[Start of section]
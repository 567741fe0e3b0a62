//! Query evaluation. The planner materializes string-constrained candidate
//! sets first (one automaton pass over the dex string pool joined against
//! the string->methods index), then applies the residual structural
//! filters; purely structural queries scan the relevant primary index.
//! Work is partitioned by dex ordinal on the session pool, and within a
//! dex by class-def range for the batch scans.

use std::collections::{BTreeMap, HashMap};

use memmap2::Mmap;
use rayon::prelude::*;

use crate::file::{DexFile, FieldAccess};
use crate::query::{
    BatchFindQuery, ClassQuery, CompiledClassQuery, CompiledFieldQuery, CompiledMethodQuery,
    FieldQuery, MatcherSet, MethodQuery, StringMatcher,
};
use crate::results::{self, ClassMeta, FieldMeta, MethodMeta};
use crate::session::{build_class_meta, build_field_meta, build_method_meta, DexKit, DexUnit};
use crate::{Result, NO_INDEX};

type Dex<'a> = DexFile<'a, Mmap>;
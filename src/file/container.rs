use std::ops::Deref;

use memmap2::Mmap;

/// Read-only byte region backing a dex image. Owned mappings are
/// page-aligned, so POD section casts never trip alignment checks.
pub trait DexContainer<'a>: AsRef<[u8]> + Deref<Target = [u8]> + 'a {
    fn data(&'a self) -> &'a [u8] {
        self.as_ref()
    }

    fn file_size(&'a self) -> usize {
        self.data().len()
    }
}

impl DexContainer<'_> for Mmap {}
impl<'a> DexContainer<'a> for &'a [u8] {}
impl DexContainer<'_> for Vec<u8> {}
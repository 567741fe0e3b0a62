//! Access flag bits shared by classes, fields, and methods.

pub const ACC_PUBLIC: u32 = 0x0001; // class, field, method, ic
pub const ACC_PRIVATE: u32 = 0x0002; // field, method, ic
pub const ACC_PROTECTED: u32 = 0x0004; // field, method, ic
pub const ACC_STATIC: u32 = 0x0008; // field, method, ic
pub const ACC_FINAL: u32 = 0x0010; // class, field, method, ic
pub const ACC_SYNCHRONIZED: u32 = 0x0020; // method (only allowed on natives)
pub const ACC_VOLATILE: u32 = 0x0040; // field
pub const ACC_BRIDGE: u32 = 0x0040; // method (1.5)
pub const ACC_TRANSIENT: u32 = 0x0080; // field
pub const ACC_VARARGS: u32 = 0x0080; // method (1.5)
pub const ACC_NATIVE: u32 = 0x0100; // method
pub const ACC_INTERFACE: u32 = 0x0200; // class, ic
pub const ACC_ABSTRACT: u32 = 0x0400; // class, method, ic
pub const ACC_STRICT: u32 = 0x0800; // method
pub const ACC_SYNTHETIC: u32 = 0x1000; // class, field, method, ic
pub const ACC_ANNOTATION: u32 = 0x2000; // class, ic (1.5)
pub const ACC_ENUM: u32 = 0x4000; // class, field, ic (1.5)

pub const ACC_CONSTRUCTOR: u32 = 0x0001_0000; // method (dex only) <(cl)init>
pub const ACC_DECLARED_SYNCHRONIZED: u32 = 0x0002_0000; // method (dex only)

/// All bits with a defined meaning; queries reject masks outside this set.
pub const ACC_VALID_MASK: u32 = 0x0003_FFFF;
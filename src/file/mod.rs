use memmap2::Mmap;
use plain::Plain;

pub mod container;
pub use container::*;
pub mod header;
pub use header::*;
pub mod structs;
pub use structs::*;
pub mod modifiers;
pub use modifiers::*;
pub mod instruction;
pub use instruction::*;
pub mod code_item_accessors;
pub use code_item_accessors::*;
pub mod class_accessor;
pub use class_accessor::*;
pub mod annotations;
pub use annotations::*;
pub mod debug;
pub mod verifier;
pub use verifier::*;

use crate::{dex_err, leb128::decode_uleb128, utf, Result};

pub const DEX_MAGIC: &[u8] = b"dex\n";
pub const DEX_MAGIC_VERSIONS: &[&[u8]] = &[
    b"035\0",
    b"037\0", // Android "O" and beyond
    b"038\0", // Android "P" and beyond
    b"039\0", // Android "Q" and beyond
    b"040\0", // Android "V" and beyond
    b"041\0",
];

/// Compact dex images carry this magic and are refused at load time.
pub const CDEX_MAGIC: &[u8] = b"cdex";

pub const DEX_ENDIAN_CONSTANT: u32 = 0x12345678;

macro_rules! check_lt_result {
    ($idx:expr, $count:expr, $item_ty:literal) => {
        if ($idx as usize) >= ($count as usize) {
            return dex_err!(DexIndexError {
                index: $idx as u32,
                item_ty: $item_ty,
                max: $count as usize,
            });
        }
    };
    ($idx:expr, $count:expr, $item_ty:tt) => {
        if ($idx as usize) >= ($count as usize) {
            return dex_err!(DexIndexError {
                index: $idx as u32,
                item_ty: stringify!($item_ty),
                max: $count as usize,
            });
        }
    };
}

/// Zero-copy view over one dex image: the header plus the fixed id tables,
/// all borrowed straight out of the container.
pub struct DexFile<'a, C: DexContainer<'a> = Mmap> {
    data: &'a C,
    header: &'a Header,

    string_ids: &'a [StringId],
    type_ids: &'a [TypeId],
    proto_ids: &'a [ProtoId],
    field_ids: &'a [FieldId],
    method_ids: &'a [MethodId],
    class_defs: &'a [ClassDef],

    location: String,
}

impl<'a, C: DexContainer<'a>> DexFile<'a, C> {
    /// Lifts a validated image into typed tables. Fails on short or
    /// misaligned containers, bad magic/version, and tables that overrun
    /// the image.
    pub fn from_raw_parts(base: &'a C, location: &str) -> Result<DexFile<'a, C>> {
        let data: &'a [u8] = base.data();
        if data.len() < std::mem::size_of::<Header>() || !plain::is_aligned::<Header>(data) {
            return dex_err!(TruncatedFile);
        }
        let header = match Header::from_bytes(data) {
            Ok(header) => header,
            Err(_) => return dex_err!(TruncatedFile),
        };

        let dex = Self {
            data: base,
            header,
            string_ids: Self::section(data, header.string_ids_off, header.string_ids_size)?,
            type_ids: Self::section(data, header.type_ids_off, header.type_ids_size)?,
            proto_ids: Self::section(data, header.proto_ids_off, header.proto_ids_size)?,
            field_ids: Self::section(data, header.field_ids_off, header.field_ids_size)?,
            method_ids: Self::section(data, header.method_ids_off, header.method_ids_size)?,
            class_defs: Self::section(data, header.class_defs_off, header.class_defs_size)?,
            location: location.to_string(),
        };
        dex.check_header()?;
        Ok(dex)
    }

    fn section<T: Plain>(data: &'a [u8], offset: u32, len: u32) -> Result<&'a [T]> {
        if len == 0 {
            return Ok(&[]);
        }
        let start = offset as usize;
        let byte_len = match (len as usize).checked_mul(std::mem::size_of::<T>()) {
            Some(n) => n,
            None => {
                return dex_err!(ParseError {
                    section: "id table",
                    offset: start,
                    reason: format!("section length {} overflows", len),
                })
            }
        };
        if start >= data.len() || start + byte_len > data.len() {
            return dex_err!(ParseError {
                section: "id table",
                offset: start,
                reason: format!(
                    "section of {} bytes does not fit file of {} bytes",
                    byte_len,
                    data.len()
                ),
            });
        }
        match T::slice_from_bytes_len(&data[start..], len as usize) {
            Ok(slice) => Ok(slice),
            Err(_) => dex_err!(ParseError {
                section: "id table",
                offset: start,
                reason: "misaligned or truncated section".to_string(),
            }),
        }
    }

    fn check_header(&self) -> Result<()> {
        let magic = self.header.get_magic();
        if &magic[..4] != DEX_MAGIC {
            return dex_err!(BadFileMagic { magic: *magic });
        }
        if !DEX_MAGIC_VERSIONS.contains(&&magic[4..]) {
            let mut version = [0u8; 4];
            version.copy_from_slice(&magic[4..]);
            return dex_err!(UnknownDexVersion { version });
        }
        if (self.header.header_size as usize) < std::mem::size_of::<Header>() {
            return dex_err!(ParseError {
                section: "header",
                offset: 0,
                reason: format!("header size {} too small", self.header.header_size),
            });
        }
        if self.file_size() < self.header.file_size as usize {
            return dex_err!(ParseError {
                section: "header",
                offset: 0,
                reason: format!(
                    "file size is {} but the header expects {}",
                    self.file_size(),
                    self.header.file_size
                ),
            });
        }
        Ok(())
    }

    pub fn get_location(&self) -> &str {
        &self.location
    }

    #[inline(always)]
    pub fn file_size(&self) -> usize {
        self.raw_data().len()
    }

    #[inline(always)]
    pub fn raw_data(&self) -> &'a [u8] {
        self.data.data()
    }

    pub fn header(&self) -> &'a Header {
        self.header
    }

    //------------------------------------------------------------------------------
    // Strings
    //------------------------------------------------------------------------------
    #[inline(always)]
    pub fn num_string_ids(&self) -> u32 {
        self.header.string_ids_size
    }

    #[inline(always)]
    pub fn get_string_id(&self, idx: u32) -> Result<&'a StringId> {
        check_lt_result!(idx, self.string_ids.len(), StringId);
        Ok(&self.string_ids[idx as usize])
    }

    /// Raw MUTF-8 string data: utf16 length plus the bytes including the
    /// terminating null.
    pub fn get_string_data(&self, string_id: &StringId) -> Result<(u32, &'a [u8])> {
        let data = self.raw_data();
        check_lt_result!(string_id.offset(), data.len(), "string data offset");
        let (utf16_len, size) = decode_uleb128(&data[string_id.offset()..])?;
        let start = string_id.offset() + size;
        check_lt_result!(start, data.len(), "string data");
        match data[start..].iter().position(|x| *x == 0) {
            Some(pos) => Ok((utf16_len, &data[start..start + pos + 1])),
            None => dex_err!(BadStringData, start),
        }
    }

    #[inline(always)]
    pub fn get_utf16_str(&self, string_id: &StringId) -> Result<String> {
        let (_, data) = self.get_string_data(string_id)?;
        utf::mutf8_to_str(data)
    }

    #[inline(always)]
    pub fn get_utf16_str_at(&self, idx: u32) -> Result<String> {
        self.get_utf16_str(self.get_string_id(idx)?)
    }

    #[inline(always)]
    pub fn get_utf16_str_lossy(&self, string_id: &StringId) -> Result<String> {
        let (_, data) = self.get_string_data(string_id)?;
        Ok(utf::mutf8_to_str_lossy(data))
    }

    #[inline(always)]
    pub fn get_utf16_str_lossy_at(&self, idx: u32) -> Result<String> {
        self.get_utf16_str_lossy(self.get_string_id(idx)?)
    }

    //------------------------------------------------------------------------------
    // Types
    //------------------------------------------------------------------------------
    #[inline(always)]
    pub fn num_type_ids(&self) -> u32 {
        self.header.type_ids_size
    }

    #[inline(always)]
    pub fn get_type_id(&self, idx: TypeIndex) -> Result<&'a TypeId> {
        check_lt_result!(idx, self.type_ids.len(), TypeId);
        Ok(&self.type_ids[idx as usize])
    }

    #[inline(always)]
    pub fn get_type_desc_at(&self, idx: TypeIndex) -> Result<String> {
        let type_id = self.get_type_id(idx)?;
        self.get_utf16_str_lossy_at(type_id.descriptor_idx)
    }

    //------------------------------------------------------------------------------
    // Protos
    //------------------------------------------------------------------------------
    #[inline(always)]
    pub fn num_proto_ids(&self) -> u32 {
        self.header.proto_ids_size
    }

    #[inline(always)]
    pub fn get_proto_id(&self, idx: ProtoIndex) -> Result<&'a ProtoId> {
        check_lt_result!(idx, self.proto_ids.len(), ProtoId);
        Ok(&self.proto_ids[idx as usize])
    }

    pub fn get_shorty(&self, proto_id: &ProtoId) -> Result<String> {
        self.get_utf16_str_lossy_at(proto_id.shorty_idx)
    }

    /// Parameter type list of a proto, `None` when the method takes no
    /// parameters.
    pub fn get_parameter_types(&self, proto_id: &ProtoId) -> Result<Option<TypeList<'a>>> {
        self.get_type_list(proto_id.parameters_off)
    }

    //------------------------------------------------------------------------------
    // Fields
    //------------------------------------------------------------------------------
    #[inline(always)]
    pub fn num_field_ids(&self) -> u32 {
        self.header.field_ids_size
    }

    #[inline(always)]
    pub fn get_field_id(&self, idx: u32) -> Result<&'a FieldId> {
        check_lt_result!(idx, self.field_ids.len(), FieldId);
        Ok(&self.field_ids[idx as usize])
    }

    #[inline(always)]
    pub fn get_field_ids(&self) -> &'a [FieldId] {
        self.field_ids
    }

    pub fn get_field_name(&self, field_id: &FieldId) -> Result<String> {
        self.get_utf16_str_lossy_at(field_id.name_idx)
    }

    //------------------------------------------------------------------------------
    // Methods
    //------------------------------------------------------------------------------
    #[inline(always)]
    pub fn num_method_ids(&self) -> u32 {
        self.header.method_ids_size
    }

    #[inline(always)]
    pub fn get_method_id(&self, idx: u32) -> Result<&'a MethodId> {
        check_lt_result!(idx, self.method_ids.len(), MethodId);
        Ok(&self.method_ids[idx as usize])
    }

    #[inline(always)]
    pub fn get_method_ids(&self) -> &'a [MethodId] {
        self.method_ids
    }

    pub fn get_method_name(&self, method_id: &MethodId) -> Result<String> {
        self.get_utf16_str_lossy_at(method_id.name_idx)
    }

    //------------------------------------------------------------------------------
    // ClassDefs
    //------------------------------------------------------------------------------
    #[inline(always)]
    pub fn num_class_defs(&self) -> u32 {
        self.header.class_defs_size
    }

    #[inline(always)]
    pub fn get_class_def(&self, idx: u32) -> Result<&'a ClassDef> {
        check_lt_result!(idx, self.class_defs.len(), ClassDef);
        Ok(&self.class_defs[idx as usize])
    }

    #[inline(always)]
    pub fn get_class_defs(&self) -> &'a [ClassDef] {
        self.class_defs
    }

    pub fn get_class_desc(&self, class_def: &ClassDef) -> Result<String> {
        self.get_type_desc_at(class_def.class_idx)
    }

    pub fn get_interfaces_list(&self, class_def: &ClassDef) -> Result<Option<TypeList<'a>>> {
        self.get_type_list(class_def.interfaces_off)
    }

    //------------------------------------------------------------------------------
    // Type lists
    //------------------------------------------------------------------------------
    pub fn get_type_list(&self, offset: u32) -> Result<Option<TypeList<'a>>> {
        if offset == 0 {
            return Ok(None);
        }
        let data = self.raw_data();
        check_lt_result!(offset, data.len(), TypeList);
        let length: &u32 = self.non_null_data_ptr(offset)?;
        let data_off = offset + std::mem::size_of::<u32>() as u32;
        Ok(Some(self.non_null_array_data_ptr(data_off, *length as usize)?))
    }

    //------------------------------------------------------------------------------
    // Code items
    //------------------------------------------------------------------------------
    pub fn get_code_item_accessor(&self, code_off: u32) -> Result<CodeItemAccessor<'a>> {
        check_lt_result!(code_off, self.file_size(), "code item offset");
        let code_item: &'a CodeItem = self.non_null_data_ptr(code_off)?;
        CodeItemAccessor::from_code_item(
            self,
            code_item,
            code_off + std::mem::size_of::<CodeItem>() as u32,
        )
    }

    #[inline(always)]
    pub fn get_insns_raw(&self, insns_off: u32, size_in_code_units: u32) -> Result<&'a [u16]> {
        check_lt_result!(insns_off, self.file_size(), "code stream offset");
        self.non_null_array_data_ptr(insns_off, size_in_code_units as usize)
    }

    /// Try items trail the instruction stream, padded to 4 bytes.
    pub fn get_try_items(&self, ca: &CodeItemAccessor<'_>) -> Result<&'a [TryItem]> {
        if ca.tries_size() == 0 {
            return Ok(&[]);
        }
        let offset =
            ca.code_off() as usize + ca.insns_size_in_code_units() as usize * 2;
        let offset = (offset + 3) & !3;
        check_lt_result!(offset, self.file_size(), TryItem);
        self.non_null_array_data_ptr(offset as u32, ca.tries_size() as usize)
    }

    //------------------------------------------------------------------------------
    // Raw data helpers
    //------------------------------------------------------------------------------
    #[inline]
    pub(crate) fn data_ptr<T: Plain>(&self, offset: u32) -> Result<Option<&'a T>> {
        match offset {
            0 => Ok(None),
            _ => Ok(Some(self.non_null_data_ptr(offset)?)),
        }
    }

    #[inline]
    pub(crate) fn non_null_data_ptr<T: Plain>(&self, offset: u32) -> Result<&'a T> {
        let data = self.raw_data();
        check_lt_result!(offset, data.len(), "data offset");
        match T::from_bytes(&data[offset as usize..]) {
            Ok(v) => Ok(v),
            Err(_) => dex_err!(ParseError {
                section: std::any::type_name::<T>(),
                offset: offset as usize,
                reason: "misaligned or truncated item".to_string(),
            }),
        }
    }

    #[inline]
    pub(crate) fn non_null_array_data_ptr<T: Plain>(
        &self,
        offset: u32,
        len: usize,
    ) -> Result<&'a [T]> {
        if len == 0 {
            return Ok(&[]);
        }
        let data = self.raw_data();
        check_lt_result!(offset, data.len(), "data offset");
        match T::slice_from_bytes_len(&data[offset as usize..], len) {
            Ok(v) => Ok(v),
            Err(_) => dex_err!(ParseError {
                section: std::any::type_name::<T>(),
                offset: offset as usize,
                reason: format!("array of {} items overruns the image", len),
            }),
        }
    }
}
[End of section]
Return the opening line of the data and every line after it through the line containing "the residual structural", please, exactly as written and with nothing added.

repository 567741fe0e3b0a62
//! Query evaluation. The planner materializes string-constrained candidate
//! sets first (one automaton pass over the dex string pool joined against
//! the string->methods index), then applies the residual structural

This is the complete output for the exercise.